Hey HN! We’re Abhi, Venkat, Tom, and Nick and we are building Datafruit (https://datafruit.dev/), an AI DevOps agent. We’re like Devin for DevOps. You can ask Datafruit to check your cloud spend, look for loose security policies, make changes to your IaC, and it can reason across your deployment standards, design docs, and DevOps practices.

Demo video: https://www.youtube.com/watch?v=2FitSggI7tg.

Right now, we have two main methods to interact with Datafruit:

(1) automated infrastructure audits— agents periodically scan your environment to find cost optimization opportunities, detect infrastructure drift, and validate your infra against compliance requirements.

(2) chat interface (available as a web UI and through slack) — ask the agent questions for real-time insights, or assign tasks directly, such as investigating spend anomalies, reviewing security posture, or applying changes to IaC resources.

Working at FAANG and various high-growth startups, we realized that infra work requires an enormous amount of context, often more than traditional software engineering. The business decisions, codebase, and cloud itself are all extremely important in any task that has been assigned. To maximize the success of the agents, we do a fair amount of context engineering. Not hallucinating is super important!

One thing which has worked incredibly well for us is a multi-agent system where we have specialized sub-agents with access to specific tool calls and documentation for their specialty. Agents choose to “handoff” to each other when they feel like another agent would be more specialized for the task. However, all agents share the same context (https://cognition.ai/blog/dont-build-multi-agents). We’re pretty happy with this approach, and believe it could work in other disciplines which require high amounts of specialized expertise.

Infrastructure is probably the most mission-critical part of any software organization, and needs extremely heavy guardrails to keep it safe. Language models are not yet at the point where they can be trusted to make changes (we’ve talked to a couple of startups where the Claude Code + AWS CLI combo has taken their infra down).

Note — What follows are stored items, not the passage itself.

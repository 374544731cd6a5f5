//! Job entity

use crate::entities::Task;
use crate::ids::{JobId, PipelineId, TaskId};
use chrono::{DateTime, Utc};
use serde::{Deserialize, Serialize};
use strata_kernel::{validate_transition, JobStatus, StateMachineError};
use strata_store::Entity;

/// One execution attempt of a task
#[derive(Debug, Clone, PartialEq, Eq, Serialize, Deserialize)]
pub struct Job {
    id: JobId,
    task_id: TaskId,
    config_id: String,
    pipeline_id: Option<PipelineId>,
    status: JobStatus,
    creation_date: DateTime<Utc>,
    start_date: Option<DateTime<Utc>>,
    end_date: Option<DateTime<Utc>>,
    errors: Vec<String>,
}

impl Job {
    /// Create `SUBMITTED` job for `task`
    #[must_use]
    pub fn new(task: &Task, pipeline_id: Option<PipelineId>) -> Self {
        Self {
            id: JobId::generate(task.config_id()),
            task_id: task.id().clone(),
            config_id: task.config_id().to_string(),
            pipeline_id,
            status: JobStatus::Submitted,
            creation_date: Utc::now(),
            start_date: None,
            end_date: None,
            errors: Vec::new(),
        }
    }

    /// Move to `status`, stamping start and end dates.
    ///
    /// # Errors
    /// Returns error if the lifecycle forbids the transition
    pub fn transition(&mut self, status: JobStatus) -> Result<(), StateMachineError> {
        validate_transition(self.status, status)?;
        match status {
            JobStatus::Running => self.start_date = Some(Utc::now()),
            JobStatus::Completed | JobStatus::Failed => self.end_date = Some(Utc::now()),
            JobStatus::Submitted => {}
        }
        self.status = status;
        Ok(())
    }

    pub(crate) fn push_error(&mut self, error: String) {
        self.errors.push(error);
    }

    /// Id
    #[inline]
    #[must_use]
    pub fn id(&self) -> &JobId {
        &self.id
    }

    /// Executed task
    #[inline]
    #[must_use]
    pub fn task_id(&self) -> &TaskId {
        &self.task_id
    }

    /// Submitting pipeline
    #[inline]
    #[must_use]
    pub fn pipeline_id(&self) -> Option<&PipelineId> {
        self.pipeline_id.as_ref()
    }

    /// Current status
    #[inline]
    #[must_use]
    pub fn status(&self) -> JobStatus {
        self.status
    }

    /// Check if job reached a terminal status
    #[inline]
    #[must_use]
    pub fn is_finished(&self) -> bool {
        self.status.is_terminal()
    }

    /// Creation time
    #[inline]
    #[must_use]
    pub fn creation_date(&self) -> DateTime<Utc> {
        self.creation_date
    }

    /// Time execution started
    #[inline]
    #[must_use]
    pub fn start_date(&self) -> Option<DateTime<Utc>> {
        self.start_date
    }

    /// Time execution ended
    #[inline]
    #[must_use]
    pub fn end_date(&self) -> Option<DateTime<Utc>> {
        self.end_date
    }

    /// Errors raised by the task
    #[inline]
    #[must_use]
    pub fn errors(&self) -> &[String] {
        &self.errors
    }
}

impl Entity for Job {
    const KIND: &'static str = "job";

    fn id(&self) -> &str {
        self.id.as_str()
    }

    fn config_id(&self) -> &str {
        &self.config_id
    }
}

Right now, Datafruit receives read-only access to your infrastructure and can only make changes through pull requests to your IaC repositories. The agent also operates in a sandboxed virtual environment so that it could not write cloud CLI commands if it wanted to!

Where LLMs can add significant value is in reducing the constant operational inefficiencies that eat up cloud spend and delay deadlines—the small-but-urgent ops work. Once Datafruit indexes your environment, you can ask it to do things like:

  "Grant @User write access to analytics S3 bucket for 24 hours"
    -> Creates temporary IAM role, sends least-privilege credentials, auto-revokes tomorrow

  "Find where this secret is used so I can rotate it without downtime"
    -> Discovers all instances of your secret, including old cron-jobs you might not know about, so you can safely rotate your keys


  "Why did database costs spike yesterday?"
    -> Identifies expensive queries, shows optimization options, implements fixes

We charge a straightforward subscription model for a managed version, but we also offer a bring-your-own-cloud model. All of Datafruit can be deployed on Kubernetes using Helm charts for enterprise customers where data can’t leave your VPC. For the time being, we’re installing the product ourselves on customers' clouds. It doesn’t exist in a self-serve form yet. We’ll get there eventually, but in the meantime if you’re interested we’d love for you guys to email us at founders@datafruit.dev.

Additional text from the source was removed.